** DATA TO EXAMINE follows **
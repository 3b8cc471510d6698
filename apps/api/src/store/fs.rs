//! File-tree backend.
//!
//! Layout: `<root>/<user_id>/<company>/<kind>/<timestamp>__<sequence>__<entry_id>.json`
//! plus `<root>/<user_id>/<company>/pointers/<cv_type>.json`. Every file is written to a
//! temp file in the target directory and renamed into place, so a reader sees either the
//! whole entry or nothing. Ordering is recovered from file names alone.

use std::io::{self, Write};
use std::path::{Path, PathBuf};

use async_trait::async_trait;
use tracing::debug;
use uuid::Uuid;

use super::{
    newest_first, timestamp, AnalysisEntry, AnalysisKind, CvPointer, CvType, EntryBackend,
    LogHead, LogKey, StoreError, VersionMeta,
};

const POINTER_DIR: &str = "pointers";

pub struct FsBackend {
    root: PathBuf,
}

impl FsBackend {
    pub fn new(root: impl Into<PathBuf>) -> Self {
        Self { root: root.into() }
    }

    pub fn root(&self) -> &Path {
        &self.root
    }

    fn log_dir(&self, key: &LogKey) -> PathBuf {
        self.root.join(key.user_id.to_string()).join(&key.company)
    }

    fn kind_dir(&self, key: &LogKey, kind: AnalysisKind) -> PathBuf {
        self.log_dir(key).join(kind.as_str())
    }

    fn pointer_path(&self, key: &LogKey, cv_type: CvType) -> PathBuf {
        self.log_dir(key)
            .join(POINTER_DIR)
            .join(format!("{}.json", cv_type.as_str()))
    }

    /// Every well-formed entry file of one kind, newest first.
    async fn scan(
        &self,
        key: &LogKey,
        kind: AnalysisKind,
    ) -> Result<Vec<(VersionMeta, PathBuf)>, StoreError> {
        let dir = self.kind_dir(key, kind);
        let mut reader = match tokio::fs::read_dir(&dir).await {
            Ok(reader) => reader,
            Err(e) if e.kind() == io::ErrorKind::NotFound => return Ok(Vec::new()),
            Err(e) => return Err(e.into()),
        };

        let mut found = Vec::new();
        while let Some(dirent) = reader.next_entry().await? {
            let name = dirent.file_name();
            // Temp files and anything else foreign to the layout are skipped.
            if let Some(meta) = name.to_str().and_then(|n| parse_file_name(kind, n)) {
                found.push((meta, dirent.path()));
            }
        }
        found.sort_by(|(a, _), (b, _)| newest_first(a, b));
        Ok(found)
    }
}

pub fn entry_file_name(entry: &AnalysisEntry) -> String {
    format!(
        "{}__{:010}__{}.json",
        entry.timestamp, entry.sequence, entry.entry_id
    )
}

fn parse_file_name(kind: AnalysisKind, name: &str) -> Option<VersionMeta> {
    let stem = name.strip_suffix(".json")?;
    let mut parts = stem.split("__");
    let ts = parts.next()?;
    let sequence = parts.next()?.parse::<i64>().ok()?;
    let entry_id = parts.next()?.parse::<Uuid>().ok()?;
    if parts.next().is_some() || timestamp::parse(ts).is_none() {
        return None;
    }
    Some(VersionMeta {
        entry_id,
        kind,
        timestamp: ts.to_string(),
        sequence,
    })
}

/// Writes `bytes` to `dir/name` through a synced temp file and an atomic rename.
async fn write_atomic(dir: PathBuf, name: String, bytes: Vec<u8>) -> Result<(), StoreError> {
    tokio::task::spawn_blocking(move || -> io::Result<()> {
        std::fs::create_dir_all(&dir)?;
        let mut tmp = tempfile::NamedTempFile::new_in(&dir)?;
        tmp.write_all(&bytes)?;
        tmp.as_file().sync_all()?;
        tmp.persist(dir.join(name)).map_err(|e| e.error)?;
        Ok(())
    })
    .await
    .map_err(|e| io::Error::new(io::ErrorKind::Other, e))??;
    Ok(())
}

async fn read_json<T: serde::de::DeserializeOwned>(path: &Path) -> Result<Option<T>, StoreError> {
    match tokio::fs::read(path).await {
        Ok(bytes) => Ok(Some(serde_json::from_slice(&bytes)?)),
        Err(e) if e.kind() == io::ErrorKind::NotFound => Ok(None),
        Err(e) => Err(e.into()),
    }
}

#[async_trait]
impl EntryBackend for FsBackend {
    fn name(&self) -> &'static str {
        "file tree"
    }

    async fn insert(&self, entry: &AnalysisEntry) -> Result<(), StoreError> {
        let key = LogKey {
            user_id: entry.user_id,
            company: entry.company.clone(),
        };
        let bytes = serde_json::to_vec_pretty(entry)?;
        write_atomic(self.kind_dir(&key, entry.kind), entry_file_name(entry), bytes).await?;
        debug!("Wrote {} entry file for {key}", entry.kind);
        Ok(())
    }

    async fn remove(
        &self,
        key: &LogKey,
        kind: AnalysisKind,
        entry_id: Uuid,
    ) -> Result<(), StoreError> {
        for (meta, path) in self.scan(key, kind).await? {
            if meta.entry_id == entry_id {
                tokio::fs::remove_file(path).await?;
            }
        }
        Ok(())
    }

    async fn latest(
        &self,
        key: &LogKey,
        kind: AnalysisKind,
    ) -> Result<Option<AnalysisEntry>, StoreError> {
        let Some((meta, path)) = self.scan(key, kind).await?.into_iter().next() else {
            return Ok(None);
        };
        let entry: Option<AnalysisEntry> = read_json(&path).await?;
        match entry {
            Some(entry) if entry.entry_id == meta.entry_id => Ok(Some(entry)),
            Some(entry) => Err(StoreError::Corrupt(format!(
                "{} holds entry {}",
                path.display(),
                entry.entry_id
            ))),
            // Removed between scan and read.
            None => Ok(None),
        }
    }

    async fn list(&self, key: &LogKey, kind: AnalysisKind) -> Result<Vec<VersionMeta>, StoreError> {
        Ok(self
            .scan(key, kind)
            .await?
            .into_iter()
            .map(|(meta, _)| meta)
            .collect())
    }

    async fn head(&self, key: &LogKey) -> Result<Option<LogHead>, StoreError> {
        let mut head: Option<LogHead> = None;
        for kind in AnalysisKind::ALL {
            for (meta, _) in self.scan(key, kind).await? {
                if head.as_ref().map_or(true, |h| meta.sequence > h.sequence) {
                    head = Some(LogHead {
                        sequence: meta.sequence,
                        timestamp: meta.timestamp,
                    });
                }
            }
        }
        Ok(head)
    }

    async fn purge(&self, key: &LogKey) -> Result<usize, StoreError> {
        let mut removed = 0;
        for kind in AnalysisKind::ALL {
            removed += self.scan(key, kind).await?.len();
        }
        match tokio::fs::remove_dir_all(self.log_dir(key)).await {
            Ok(()) => Ok(removed),
            Err(e) if e.kind() == io::ErrorKind::NotFound => Ok(removed),
            Err(e) => Err(e.into()),
        }
    }

    async fn set_pointer(&self, pointer: &CvPointer) -> Result<(), StoreError> {
        let key = LogKey {
            user_id: pointer.user_id,
            company: pointer.company.clone(),
        };
        let bytes = serde_json::to_vec_pretty(pointer)?;
        write_atomic(
            self.log_dir(&key).join(POINTER_DIR),
            format!("{}.json", pointer.cv_type.as_str()),
            bytes,
        )
        .await
    }

    async fn pointer(
        &self,
        key: &LogKey,
        cv_type: CvType,
    ) -> Result<Option<CvPointer>, StoreError> {
        read_json(&self.pointer_path(key, cv_type)).await
    }
}
// Skill matching: the normalized skill model, the external extractor seam, and the
// comparator with its domain-relevance gate. No LLM calls outside extractor.rs.

pub mod comparator;
pub mod extractor;
pub mod prompts;
pub mod relevance;
pub mod skill_set;

pub use comparator::{ComparisonResult, MatchComparator};
pub use relevance::RelevanceGate;
pub use extractor::{DocumentKind, LlmSkillExtractor, SkillExtractor};
pub use skill_set::{SkillCategory, SkillSet};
** End of DATA TO EXAMINE **
▶ TASK BRIEF
Copy out all lines above holding "stem".

▶ THE COMPLETED TASK
    let stem = name.strip_suffix(".json")?;
    let mut parts = stem.split("__");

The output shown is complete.